29.

4 minutes de lecture

Longtemps Denise s’était demandée si Rick ne la trompait pas. Elle avait même un moment toléré l’idée. Elle s’était dit que dans l’ignorance, s’il se montrait discret, elle serait capable de jouer la comédie. Surtout, elle avait pris ça comme un coup d’avance. Une garantie quant à une éventuelle déviance venant d’elle.

Puis le temps avait passé. Elle n’avait jamais soupçonné Rick d’adultère et elle n’avait jamais été voir ailleurs. De ce fait, au moment ou Patty Bells était entrée dans sa vie (et dans sa maison), on pouvait clairement affirmer que Denise n’était pas préparée à le découvrir. Elle n’avait aucune idée de la réaction à avoir. Certes, les choses s’étaient mal passées, mais la tromperie n’avait pas été au coeur de l’embrouille. C’était une affaire de personne. Ou plutôt de personnalité. Cette garce lui était apparue comme le diable. Et d’ailleurs, elle avait combattu comme le diable. Denise n’avait pas supporté sa manière de parler, de bouger. Elle n’avait pas réussi à assimiler son petit visage d’ange autrement que comme celui du malin se feignant de beauté. Surtout, et ce fut le déclencheur de sa folie, Patty Bells avait fait allusion à son fils.

Assise sur son lit, emmitouflée dans une couverture, l’infidélité de Rick commençait à agiter ses pensées.

— Francis, je peux te poser une question ?

Il se tenait devant la fenêtre, de dos, guettant le retour du maître des lieux. La chambre était plongée dans l’obscurité. Seul un lampadaire public situé sur le trottoir d’en face éclairait la pièce.

— Bien sûr.

— Est-ce que tu les avais déjà vus ensemble ? Je veux dire… Rick et elle.

Francis se rappela les nombreuses fois où Patty était entrée au magasin avec des hommes. Mais ce fut chaque fois de jeunes, très jeunes hommes, au moins aussi jeunes qu’elle. Quand Rick venait, il s’en souvenait, car c’était rare et toujours pour des cigarettes ou de la bière.

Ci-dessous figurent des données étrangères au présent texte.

use chrono::{DateTime, Utc};
use serde_json::Value;
use std::cmp::Ordering;

/// A single field condition.
#[derive(Debug, Clone)]
pub enum Condition {
    Eq(Value),
    Gte(Value),
    Lte(Value),
    In(Vec<Value>),
    /// Case-insensitive substring match against a string field.
    ContainsCi(String),
}

/// A conjunction of field conditions. An empty filter matches everything.
#[derive(Debug, Clone, Default)]
pub struct Filter {
    conditions: Vec<(String, Condition)>,
}

impl Filter {
    pub fn new() -> Self {
        Self::default()
    }

    pub fn eq(mut self, field: impl Into<String>, value: impl Into<Value>) -> Self {
        self.conditions.push((field.into(), Condition::Eq(value.into())));
        self
    }

    pub fn gte(mut self, field: impl Into<String>, value: impl Into<Value>) -> Self {
        self.conditions.push((field.into(), Condition::Gte(value.into())));
        self
    }

    pub fn lte(mut self, field: impl Into<String>, value: impl Into<Value>) -> Self {
        self.conditions.push((field.into(), Condition::Lte(value.into())));
        self
    }

    pub fn is_in(mut self, field: impl Into<String>, values: Vec<Value>) -> Self {
        self.conditions.push((field.into(), Condition::In(values)));
        self
    }

    pub fn contains_ci(mut self, field: impl Into<String>, needle: impl Into<String>) -> Self {
        self.conditions
            .push((field.into(), Condition::ContainsCi(needle.into())));
        self
    }

    /// Whether the given document satisfies every condition.
    pub fn matches(&self, doc: &Value) -> bool {
        self.conditions.iter().all(|(field, cond)| {
            let actual = doc.get(field).unwrap_or(&Value::Null);
            match cond {
                Condition::Eq(expected) => actual == expected,
                Condition::Gte(bound) => {
                    compare_values(actual, bound).is_some_and(|o| o != Ordering::Less)
                }
                Condition::Lte(bound) => {
                    compare_values(actual, bound).is_some_and(|o| o != Ordering::Greater)
                }
                Condition::In(options) => options.contains(actual),
                Condition::ContainsCi(needle) => actual
                    .as_str()
                    .is_some_and(|s| s.to_lowercase().contains(&needle.to_lowercase())),
            }
        })
    }
}

/// One key of a multi-key sort.
#[derive(Debug, Clone)]
pub struct SortKey {
    pub field: String,
    pub descending: bool,
}

impl SortKey {
    pub fn asc(field: impl Into<String>) -> Self {
        Self {
            field: field.into(),
            descending: false,
        }
    }

    pub fn desc(field: impl Into<String>) -> Self {
        Self {
            field: field.into(),
            descending: true,
        }
    }
}

/// Sort documents by the given keys, in order, stable on full ties.
pub(crate) fn sort_documents(docs: &mut [Value], keys: &[SortKey]) {
    docs.sort_by(|a, b| {
        for key in keys {
            let av = a.get(&key.field).unwrap_or(&Value::Null);
            let bv = b.get(&key.field).unwrap_or(&Value::Null);
            let ord = compare_values(av, bv).unwrap_or(Ordering::Equal);
            let ord = if key.descending { ord.reverse() } else { ord };
            if ord != Ordering::Equal {
                return ord;
            }
        }
        Ordering::Equal
    });
}

/// Total-order comparison across documents' scalar values.
/// Returns `None` for incomparable types (treated as equal by sorts).
fn compare_values(a: &Value, b: &Value) -> Option<Ordering> {
    match (a, b) {
        (Value::Number(x), Value::Number(y)) => x.as_f64()?.partial_cmp(&y.as_f64()?),
        (Value::String(x), Value::String(y)) => Some(compare_strings(x, y)),
        (Value::Bool(x), Value::Bool(y)) => Some(x.cmp(y)),
        (Value::Null, Value::Null) => Some(Ordering::Equal),
        (Value::Null, _) => Some(Ordering::Less),
        (_, Value::Null) => Some(Ordering::Greater),
        _ => None,
    }
}

/// Timestamps serialize with whatever sub-second precision the instant
/// carries, so mixed-precision values are not lexicographically comparable
/// ("..00.123Z" sorts after "..00.123456Z" as text). When both sides parse
/// as RFC 3339 they compare as instants; otherwise as plain strings.
fn compare_strings(x: &str, y: &str) -> Ordering {
    match (parse_timestamp(x), parse_timestamp(y)) {
        (Some(a), Some(b)) => a.cmp(&b),
        _ => x.cmp(y),
    }
}

fn parse_timestamp(s: &str) -> Option<DateTime<Utc>> {
    DateTime::parse_from_rfc3339(s)
        .ok()
        .map(|t| t.with_timezone(&Utc))
}
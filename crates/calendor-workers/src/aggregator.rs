use crate::input::parse_input;
use async_trait::async_trait;
use calendor_core::{
    AgentRole, AgentTask, CalendorError, CalendorResult, MailCategory, MailContext, MailDraft,
    MailMessage, MailPriority,
};
use calendor_runtime::{agents, AgentDescriptor, TaskDispatcher, WorkerLogic};
use calendor_store::Datastore;
use chrono::Utc;
use serde::{Deserialize, Serialize};
use serde_json::{json, Value};
use std::collections::HashMap;

#[derive(Debug, Deserialize)]
struct AggregateInput {
    user_id: String,
}

#[derive(Debug, Deserialize)]
struct FilterInput {
    user_id: String,
    #[serde(default)]
    items: Vec<AggregatedItem>,
}

/// One message joined with its pipeline artifacts.
#[derive(Debug, Clone, Serialize, Deserialize)]
pub struct AggregatedItem {
    pub message: MailMessage,
    pub context: Option<MailContext>,
    pub draft: Option<MailDraft>,
}

impl AggregatedItem {
    /// Whether the item survives the relevance filter: high or urgent
    /// priority, an actionable category, or still unread.
    fn is_relevant(&self) -> bool {
        if !self.message.is_read {
            return true;
        }
        match &self.context {
            Some(ctx) => {
                matches!(ctx.priority, MailPriority::High | MailPriority::Urgent)
                    || matches!(ctx.category, MailCategory::Meeting | MailCategory::Task)
            }
            None => false,
        }
    }
}

/// Joins mail records across pipeline stages and filters them down to the
/// set the coordinator should see.
pub struct AggregatorWorker {
    store: Datastore,
    dispatcher: TaskDispatcher,
}

impl AggregatorWorker {
    pub fn new(store: Datastore) -> Self {
        let dispatcher = TaskDispatcher::new(store.clone());
        Self { store, dispatcher }
    }

    async fn aggregate_mail_data(&self, input: AggregateInput) -> CalendorResult<Value> {
        let messages = self.store.messages_for_recipient(&input.user_id).await?;
        let contexts: HashMap<String, MailContext> = self
            .store
            .all_contexts()
            .await?
            .into_iter()
            .map(|ctx| (ctx.message_id.clone(), ctx))
            .collect();
        let drafts: HashMap<String, MailDraft> = self
            .store
            .drafts_for_user(&input.user_id, None)
            .await?
            .into_iter()
            .map(|draft| (draft.message_id.clone(), draft))
            .collect();

        let items: Vec<AggregatedItem> = messages
            .into_iter()
            .map(|message| {
                let context = contexts.get(&message.message_id).cloned();
                let draft = drafts.get(&message.message_id).cloned();
                AggregatedItem {
                    message,
                    context,
                    draft,
                }
            })
            .collect();

        tracing::info!(user_id = %input.user_id, total = items.len(), "mail data aggregated");
        Ok(json!({
            "user_id": input.user_id,
            "total_messages": items.len(),
            "items": items,
            "aggregated_at": Utc::now(),
        }))
    }

    async fn filter_mail_data(&self, input: FilterInput) -> CalendorResult<Value> {
        let filtered: Vec<AggregatedItem> = input
            .items
            .into_iter()
            .filter(AggregatedItem::is_relevant)
            .collect();

        self.dispatcher
            .dispatch(
                AgentTask::new(
                    agents::COORDINATOR,
                    "process_mail_data",
                    json!({
                        "user_id": input.user_id,
                        "items": filtered,
                        "source": agents::AGGREGATOR,
                    }),
                )
                .with_priority(3),
            )
            .await?;

        Ok(json!({
            "user_id": input.user_id,
            "filtered_count": filtered.len(),
            "items": filtered,
        }))
    }
}

#[async_trait]
impl WorkerLogic for AggregatorWorker {
    fn descriptor(&self) -> AgentDescriptor {
        AgentDescriptor::new(agents::AGGREGATOR, AgentRole::Aggregator, "Mail Data Aggregator")
    }

    async fn handle(&self, task_type: &str, input: &Value) -> CalendorResult<Value> {
        match task_type {
            "aggregate_mail_data" => {
                self.aggregate_mail_data(parse_input(task_type, input)?).await
            }
            "filter_mail_data" => self.filter_mail_data(parse_input(task_type, input)?).await,
            other => Err(CalendorError::Task(format!("unknown task type: {other}"))),
        }
    }
}

#[cfg(test)]
mod tests {
    use super::*;
    use calendor_core::Sentiment;
    use calendor_store::MemoryStore;
    use std::sync::Arc;

    fn message(id: &str, is_read: bool) -> MailMessage {
        MailMessage {
            message_id: id.into(),
            thread_id: format!("thread-{id}"),
            subject: "subject".into(),
            sender: "alice@example.com".into(),
            recipient: "u1@example.com".into(),
            body: "body".into(),
            snippet: "snippet".into(),
            timestamp: Utc::now(),
            is_read,
            labels: vec![],
        }
    }

    fn context(id: &str, priority: MailPriority, category: MailCategory) -> MailContext {
        MailContext {
            message_id: id.into(),
            sentiment: Sentiment::Neutral,
            priority,
            category,
            key_points: vec![],
            suggested_actions: vec![],
        }
    }

    fn item(
        id: &str,
        is_read: bool,
        ctx: Option<(MailPriority, MailCategory)>,
    ) -> AggregatedItem {
        AggregatedItem {
            message: message(id, is_read),
            context: ctx.map(|(p, c)| context(id, p, c)),
            draft: None,
        }
    }

    #[tokio::test]
    async fn test_aggregate_joins_by_message_id() {
        let store = Datastore::new(Arc::new(MemoryStore::new()));
        store.insert_message(&message("m1", true)).await.unwrap();
        store.insert_message(&message("m2", false)).await.unwrap();
        store
            .upsert_context(&context("m1", MailPriority::High, MailCategory::Meeting))
            .await
            .unwrap();
        store
            .insert_draft(&MailDraft::new("m1", "u1", "draft"))
            .await
            .unwrap();

        let worker = AggregatorWorker::new(store);
        let output = worker
            .handle("aggregate_mail_data", &json!({"user_id": "u1"}))
            .await
            .unwrap();
        assert_eq!(output["total_messages"], 2);

        let items: Vec<AggregatedItem> =
            serde_json::from_value(output["items"].clone()).unwrap();
        let m1 = items.iter().find(|i| i.message.message_id == "m1").unwrap();
        assert!(m1.context.is_some());
        assert!(m1.draft.is_some());
        let m2 = items.iter().find(|i| i.message.message_id == "m2").unwrap();
        assert!(m2.context.is_none());
        assert!(m2.draft.is_none());
    }

    #[tokio::test]
    async fn test_filter_keeps_relevant_items_only() {
        let store = Datastore::new(Arc::new(MemoryStore::new()));
        let worker = AggregatorWorker::new(store.clone());

        let items = vec![
            // Kept: urgent priority.
            item("m1", true, Some((MailPriority::Urgent, MailCategory::Information))),
            // Kept: meeting category.
            item("m2", true, Some((MailPriority::Low, MailCategory::Meeting))),
            // Kept: unread.
            item("m3", false, None),
            // Dropped: read, low priority, informational.
            item("m4", true, Some((MailPriority::Low, MailCategory::Information))),
            // Dropped: read with no context.
            item("m5", true, None),
        ];
        let output = worker
            .handle(
                "filter_mail_data",
                &json!({"user_id": "u1", "items": items}),
            )
            .await
            .unwrap();
        assert_eq!(output["filtered_count"], 3);

        // The filtered set is forwarded to the coordinator.
        let pending = store.pending_tasks(agents::COORDINATOR).await.unwrap();
        assert_eq!(pending.len(), 1);
        assert_eq!(pending[0].task_type, "process_mail_data");
        assert_eq!(pending[0].priority, 3);
        assert_eq!(pending[0].input["items"].as_array().unwrap().len(), 3);
    }

    #[tokio::test]
    async fn test_unknown_task_type_rejected() {
        let store = Datastore::new(Arc::new(MemoryStore::new()));
        let worker = AggregatorWorker::new(store);
        assert!(matches!(
            worker.handle("mystery", &json!({})).await,
            Err(CalendorError::Task(_))
        ));
    }
}
use chrono::{DateTime, Utc};
use serde::{Deserialize, Serialize};

/// A stored calendar event.
#[derive(Debug, Clone, Serialize, Deserialize)]
pub struct CalendarEvent {
    pub event_id: String,
    pub title: String,
    pub start: DateTime<Utc>,
    pub end: DateTime<Utc>,
    #[serde(default)]
    pub attendees: Vec<String>,
    #[serde(default)]
    pub description: String,
}

impl CalendarEvent {
    pub fn duration_minutes(&self) -> i64 {
        (self.end - self.start).num_minutes()
    }
}

#[cfg(test)]
mod tests {
    use super::*;
    use chrono::TimeZone;

    #[test]
    fn test_duration_minutes() {
        let event = CalendarEvent {
            event_id: "e1".into(),
            title: "Standup".into(),
            start: Utc.with_ymd_and_hms(2025, 6, 2, 9, 0, 0).unwrap(),
            end: Utc.with_ymd_and_hms(2025, 6, 2, 9, 45, 0).unwrap(),
            attendees: vec![],
            description: String::new(),
        };
        assert_eq!(event.duration_minutes(), 45);
    }
}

— Non, répondit-il sincèrement.

Elle tourna la tête vers la table de chevet. Un cadre affichait la petite famille lorsqu’elle était au nombre de trois.

— C’est curieux, reprit-elle, je croyais que je m’en ficherais d’être cocue. Je pensais vivre ça comme toutes ces femmes qui acceptent tout parce qu’elles sont aux bottes de leur bonhomme. Je me disais même que j’aurais moins de remord si je devais le tromper. En réalité, ça fait mal. Et je n’arrive pas spécialement à localiser où.

Il tourna la tête et vit qu’elle se passait la main du ventre à la poitrine.

— C’est une forme de trahison. Personne n’apprécie.

Elle acquiesça doucement et retourna la photo. Comme pour ne pas croiser le regard de l’homme qu’elle prévoyait d’assassiner. Puis elle se leva et rejoignit Francis. Elle entoura ses bras autour de son torse et posa sa tête sur son dos. Son coeur battait extrêmement vite. Elle pensa que c’était pour ce qu’ils s’apprêtaient à commettre, mais elle se trompait.

— J’ai peur, murmura-t-elle.

Francis mourrait d’envie de se retourner, de croiser son regard et d’y livrer tout l’amour qui écoulait du sien. Indubitablement, il l’embrasserait et voudrait faire l’amour sur le lit conjugal des Paterson. Ce n’était pas le moment. Et puis, il n’était pas certain que Denise était dans cet état d’esprit.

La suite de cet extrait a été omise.